The Battlefield of First Manassas - Then and Now, Isolating the Details, and Camera Location

     This post contains REVISIONS, based on continued examinations of the ground on March 31, 2018. These revisions are made to clarify and correct certain aspects that were made two years previous. The chief factor that lead to these corrections was the mowing of a field covered with five foot grass. The tall grass was an unfortunate obstacle that caused a misperception as to the camera position assumed in March of 1862. The misperception did, however lend itself to a better understanding of the terrain beyond the ravine seen running across the middle ground of the photograph.
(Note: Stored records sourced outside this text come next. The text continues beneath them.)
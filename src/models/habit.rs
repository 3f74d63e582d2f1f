use chrono::{DateTime, NaiveDate, Utc};
use serde::{Deserialize, Serialize};
use std::str::FromStr;

use crate::error::HabitError;

#[derive(Debug, Clone, Copy, PartialEq, Eq, Hash, Serialize, Deserialize)]
#[serde(rename_all = "lowercase")]
pub enum Periodicity {
    Daily,
    Weekly,
}

impl Periodicity {
    pub fn as_str(&self) -> &'static str {
        match self {
            Periodicity::Daily => "daily",
            Periodicity::Weekly => "weekly",
        }
    }

    pub fn display_name(&self) -> &'static str {
        match self {
            Periodicity::Daily => "Daily",
            Periodicity::Weekly => "Weekly",
        }
    }

    /// Noun for the period a single completion covers.
    pub fn period_noun(&self) -> &'static str {
        match self {
            Periodicity::Daily => "today",
            Periodicity::Weekly => "this week",
        }
    }
}

impl std::fmt::Display for Periodicity {
    fn fmt(&self, f: &mut std::fmt::Formatter<'_>) -> std::fmt::Result {
        write!(f, "{}", self.display_name())
    }
}

impl FromStr for Periodicity {
    type Err = HabitError;

    fn from_str(s: &str) -> Result<Self, Self::Err> {
        match s.trim().to_lowercase().as_str() {
            "daily" => Ok(Periodicity::Daily),
            "weekly" => Ok(Periodicity::Weekly),
            _ => Err(HabitError::InvalidPeriodicity(s.to_string())),
        }
    }
}

#[derive(Debug, Clone, PartialEq, Serialize, Deserialize)]
pub struct Habit {
    pub id: i64,
    pub name: String,
    pub periodicity: Periodicity,
    pub created_at: DateTime<Utc>,
}

#[derive(Debug, Clone, PartialEq, Serialize, Deserialize)]
pub struct Completion {
    pub id: i64,
    pub habit_id: i64,
    pub completed_at: DateTime<Utc>,
    /// First day of the period this completion counts toward
    pub period_start: NaiveDate,
}

#[cfg(test)]
mod tests {
    use super::*;

    #[test]
    fn parses_known_periodicities_case_insensitively() {
        assert_eq!("daily".parse::<Periodicity>().unwrap(), Periodicity::Daily);
        assert_eq!("WEEKLY".parse::<Periodicity>().unwrap(), Periodicity::Weekly);
        assert_eq!(" Weekly ".parse::<Periodicity>().unwrap(), Periodicity::Weekly);
    }

    #[test]
    fn rejects_unknown_periodicity() {
        let err = "monthly".parse::<Periodicity>().unwrap_err();
        assert!(matches!(err, HabitError::InvalidPeriodicity(ref s) if s == "monthly"));
    }

    #[test]
    fn serializes_lowercase() {
        let json = serde_json::to_string(&Periodicity::Weekly).unwrap();
        assert_eq!(json, "\"weekly\"");
    }
}
//! Expected-versus-actual completion ratios.
//!
//! Three window policies are used by different views:
//! - fixed: the last 30 days, whatever the habit's age
//! - age-bounded: the last 30 days, shortened to the habit's age (min 1 day)
//! - lifetime: every whole period since the habit was created

use chrono::{DateTime, Duration, Utc};

use crate::analytics::calendar::{period_length_days, whole_days_between};
use crate::models::Periodicity;
use crate::utils::time::start_of_day;

pub const RECENT_WINDOW_DAYS: i64 = 30;

/// `completed / expected`, capped at 1.0, and 0 when nothing is expected.
fn capped_ratio(completed: i64, expected: f64) -> f64 {
    if expected <= 0.0 || completed <= 0 {
        return 0.0;
    }
    (completed as f64 / expected).min(1.0)
}

/// Start of the fixed window ending at `today`.
pub fn fixed_window_start(today: DateTime<Utc>) -> DateTime<Utc> {
    today - Duration::days(RECENT_WINDOW_DAYS)
}

pub fn fixed_window_rate(completed: i64, periodicity: Periodicity) -> f64 {
    let expected = RECENT_WINDOW_DAYS as f64 / period_length_days(periodicity) as f64;
    capped_ratio(completed, expected)
}

#[derive(Debug, Clone, Copy, PartialEq, Eq)]
pub struct AnalysisWindow {
    /// Length in days, between 1 and 30
    pub days: i64,
    /// Midnight of the first day in the window
    pub start: DateTime<Utc>,
}

/// Per-habit window: the habit's age in whole days, clamped to 1..=30,
/// ending with the day containing `today`.
pub fn analysis_window(created_at: DateTime<Utc>, today: DateTime<Utc>) -> AnalysisWindow {
    let days = whole_days_between(created_at, today).clamp(1, RECENT_WINDOW_DAYS);
    let first_day = today.date_naive() - Duration::days(days - 1);
    AnalysisWindow {
        days,
        start: start_of_day(first_day),
    }
}

pub fn age_bounded_rate(completed: i64, periodicity: Periodicity, window: AnalysisWindow) -> f64 {
    let expected = window.days as f64 / period_length_days(periodicity) as f64;
    capped_ratio(completed, expected)
}

pub fn lifetime_rate(
    completed: i64,
    periodicity: Periodicity,
    created_at: DateTime<Utc>,
    today: DateTime<Utc>,
) -> f64 {
    let total_days = whole_days_between(created_at, today);
    let expected = total_days.div_euclid(period_length_days(periodicity));
    if expected <= 0 {
        // Not a single whole period has passed yet
        return if completed > 0 { 1.0 } else { 0.0 };
    }
    capped_ratio(completed, expected as f64)
}

#[cfg(test)]
mod tests {
    use super::*;
    use chrono::TimeZone;

    fn at(y: i32, m: u32, d: u32) -> DateTime<Utc> {
        Utc.with_ymd_and_hms(y, m, d, 0, 0, 0).unwrap()
    }

    #[test]
    fn fixed_window_daily_and_weekly() {
        assert_eq!(fixed_window_rate(15, Periodicity::Daily), 0.5);
        assert_eq!(fixed_window_rate(45, Periodicity::Daily), 1.0);
        let weekly = fixed_window_rate(3, Periodicity::Weekly);
        assert!((weekly - 3.0 * 7.0 / 30.0).abs() < 1e-9);
        assert_eq!(fixed_window_rate(0, Periodicity::Weekly), 0.0);
    }

    #[test]
    fn fixed_window_spans_thirty_days() {
        let today = at(2024, 1, 31);
        assert_eq!(fixed_window_start(today), at(2024, 1, 1));
    }

    #[test]
    fn analysis_window_follows_habit_age() {
        let today = at(2024, 1, 31) + Duration::hours(10);
        let window = analysis_window(at(2024, 1, 26), today);
        assert_eq!(window.days, 5);
        assert_eq!(window.start, at(2024, 1, 27));

        let old = analysis_window(at(2023, 6, 1), today);
        assert_eq!(old.days, 30);
        assert_eq!(old.start, at(2024, 1, 2));
    }

    #[test]
    fn analysis_window_has_one_day_floor() {
        let today = at(2024, 1, 31) + Duration::hours(10);
        let window = analysis_window(today - Duration::hours(2), today);
        assert_eq!(window.days, 1);
        assert_eq!(window.start, at(2024, 1, 31));

        // created in the future still gets one day
        let window = analysis_window(today + Duration::days(3), today);
        assert_eq!(window.days, 1);
    }

    #[test]
    fn age_bounded_judges_young_habits_over_their_age() {
        let today = at(2024, 1, 31);
        let window = analysis_window(at(2024, 1, 26), today);
        assert_eq!(age_bounded_rate(5, Periodicity::Daily, window), 1.0);
        assert_eq!(age_bounded_rate(1, Periodicity::Daily, window), 0.2);
        assert_eq!(age_bounded_rate(0, Periodicity::Daily, window), 0.0);
    }

    #[test]
    fn lifetime_rate_for_habit_created_today() {
        let now = at(2024, 1, 10) + Duration::hours(9);
        let created = now - Duration::hours(1);
        assert_eq!(lifetime_rate(1, Periodicity::Daily, created, now), 1.0);
        assert_eq!(lifetime_rate(0, Periodicity::Daily, created, now), 0.0);
    }

    #[test]
    fn lifetime_rate_floors_expected_periods() {
        let today = at(2024, 1, 10);
        let daily = lifetime_rate(2, Periodicity::Daily, at(2024, 1, 1), today);
        assert!((daily - 2.0 / 9.0).abs() < 1e-9);

        // 40 days is five whole weeks
        let weekly = lifetime_rate(2, Periodicity::Weekly, at(2023, 12, 1), today);
        assert!((weekly - 0.4).abs() < 1e-9);

        assert_eq!(lifetime_rate(50, Periodicity::Daily, at(2024, 1, 1), today), 1.0);
    }

    #[test]
    fn lifetime_weekly_habit_younger_than_a_week() {
        let today = at(2024, 1, 10);
        assert_eq!(lifetime_rate(1, Periodicity::Weekly, at(2024, 1, 5), today), 1.0);
        assert_eq!(lifetime_rate(0, Periodicity::Weekly, at(2024, 1, 5), today), 0.0);
    }
}
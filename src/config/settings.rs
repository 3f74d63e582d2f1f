use anyhow::{bail, Context, Result};
use directories::ProjectDirs;
use serde::{Deserialize, Serialize};
use std::path::{Path, PathBuf};

use crate::utils::format::is_valid_pattern;

fn default_true() -> bool {
    true
}
fn default_bar_width() -> usize {
    12
}
fn default_date_format() -> String {
    "%Y-%m-%d %H:%M".to_string()
}

#[derive(Debug, Clone, Serialize, Deserialize, Default)]
pub struct StorageConfig {
    /// Overrides the database location under the data directory
    #[serde(default)]
    pub db_path: Option<PathBuf>,
}

#[derive(Debug, Clone, Serialize, Deserialize)]
pub struct DisplayConfig {
    #[serde(default = "default_true")]
    pub color: bool,
    #[serde(default = "default_bar_width")]
    pub bar_width: usize,
    /// strftime pattern for printed instants (always UTC)
    #[serde(default = "default_date_format")]
    pub date_format: String,
}

impl Default for DisplayConfig {
    fn default() -> Self {
        Self {
            color: true,
            bar_width: default_bar_width(),
            date_format: default_date_format(),
        }
    }
}

#[derive(Debug, Clone, Serialize, Deserialize, Default)]
pub struct AppConfig {
    #[serde(default)]
    pub storage: StorageConfig,
    #[serde(default)]
    pub display: DisplayConfig,
}

impl AppConfig {
    fn project_dirs() -> Result<ProjectDirs> {
        ProjectDirs::from("", "", "cadence")
            .context("Could not determine project directories")
    }

    pub fn config_path() -> Result<PathBuf> {
        let dirs = Self::project_dirs()?;
        Ok(dirs.config_dir().join("config.toml"))
    }

    pub fn data_dir() -> Result<PathBuf> {
        let dirs = Self::project_dirs()?;
        Ok(dirs.data_dir().to_path_buf())
    }

    /// Database location: CLI override, then config file, then data dir.
    pub fn db_path(&self, cli_override: Option<&Path>) -> Result<PathBuf> {
        if let Some(path) = cli_override {
            return Ok(path.to_path_buf());
        }
        if let Some(path) = &self.storage.db_path {
            return Ok(path.clone());
        }
        Ok(Self::data_dir()?.join("cadence.db"))
    }

    pub fn load() -> Result<Self> {
        Self::load_from(&Self::config_path()?)
    }

    pub fn load_from(path: &Path) -> Result<Self> {
        if !path.exists() {
            log::debug!("No config at {:?}, using defaults", path);
            return Ok(Self::default());
        }
        let content =
            std::fs::read_to_string(path).with_context(|| format!("Reading {:?}", path))?;
        let config: AppConfig = toml::from_str(&content).context("Parsing config.toml")?;
        if !is_valid_pattern(&config.display.date_format) {
            bail!(
                "Invalid display.date_format {:?} in {:?}",
                config.display.date_format,
                path
            );
        }
        Ok(config)
    }

    pub fn save_to(&self, path: &Path) -> Result<()> {
        if let Some(parent) = path.parent() {
            std::fs::create_dir_all(parent)?;
        }
        let content = toml::to_string_pretty(self).context("Serializing config")?;
        std::fs::write(path, content).with_context(|| format!("Writing {:?}", path))?;
        Ok(())
    }

    /// Make sure the directory holding the database exists.
    pub fn ensure_parent_dir(db_path: &Path) -> Result<()> {
        if let Some(parent) = db_path.parent() {
            if !parent.as_os_str().is_empty() {
                std::fs::create_dir_all(parent)
                    .with_context(|| format!("Creating {:?}", parent))?;
            }
        }
        Ok(())
    }
}

#[cfg(test)]
mod tests {
    use super::*;
    use tempfile::TempDir;

    #[test]
    fn missing_file_gives_defaults() {
        let tmp = TempDir::new().unwrap();
        let config = AppConfig::load_from(&tmp.path().join("nope.toml")).unwrap();
        assert!(config.display.color);
        assert_eq!(config.display.bar_width, 12);
        assert!(config.storage.db_path.is_none());
    }

    #[test]
    fn partial_file_fills_in_defaults() {
        let tmp = TempDir::new().unwrap();
        let path = tmp.path().join("config.toml");
        std::fs::write(&path, "[display]\ncolor = false\n").unwrap();

        let config = AppConfig::load_from(&path).unwrap();
        assert!(!config.display.color);
        assert_eq!(config.display.date_format, "%Y-%m-%d %H:%M");
    }

    #[test]
    fn save_and_reload() {
        let tmp = TempDir::new().unwrap();
        let path = tmp.path().join("nested").join("config.toml");
        let mut config = AppConfig::default();
        config.storage.db_path = Some(tmp.path().join("habits.db"));
        config.display.bar_width = 20;
        config.save_to(&path).unwrap();

        let reloaded = AppConfig::load_from(&path).unwrap();
        assert_eq!(reloaded.storage.db_path, config.storage.db_path);
        assert_eq!(reloaded.display.bar_width, 20);
    }

    #[test]
    fn cli_override_wins() {
        let mut config = AppConfig::default();
        config.storage.db_path = Some(PathBuf::from("/from/config.db"));
        let chosen = config.db_path(Some(Path::new("/from/cli.db"))).unwrap();
        assert_eq!(chosen, PathBuf::from("/from/cli.db"));
        assert_eq!(config.db_path(None).unwrap(), PathBuf::from("/from/config.db"));
    }

    #[test]
    fn rejects_unrenderable_date_format() {
        let tmp = TempDir::new().unwrap();
        let path = tmp.path().join("config.toml");
        std::fs::write(&path, "[display]\ndate_format = \"%Y-%Q\"\n").unwrap();

        let err = AppConfig::load_from(&path).unwrap_err();
        assert!(err.to_string().contains("date_format"));
    }

    #[test]
    fn rejects_malformed_toml() {
        let tmp = TempDir::new().unwrap();
        let path = tmp.path().join("config.toml");
        std::fs::write(&path, "[display\n").unwrap();
        assert!(AppConfig::load_from(&path).is_err());
    }
}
This did enable certain features to be identified in their present condition, and better understand the visual aspect of the fighting on July 21, 1861. I would like to thank Keith Knoke who patiently discussed with me my errors prior to a return visit to the site. The important correction is the confirmation of the original camera position, which was indeed some 140 yards straight back from the position I utilized, as originally determined by Keith Knokes and James Burgess. 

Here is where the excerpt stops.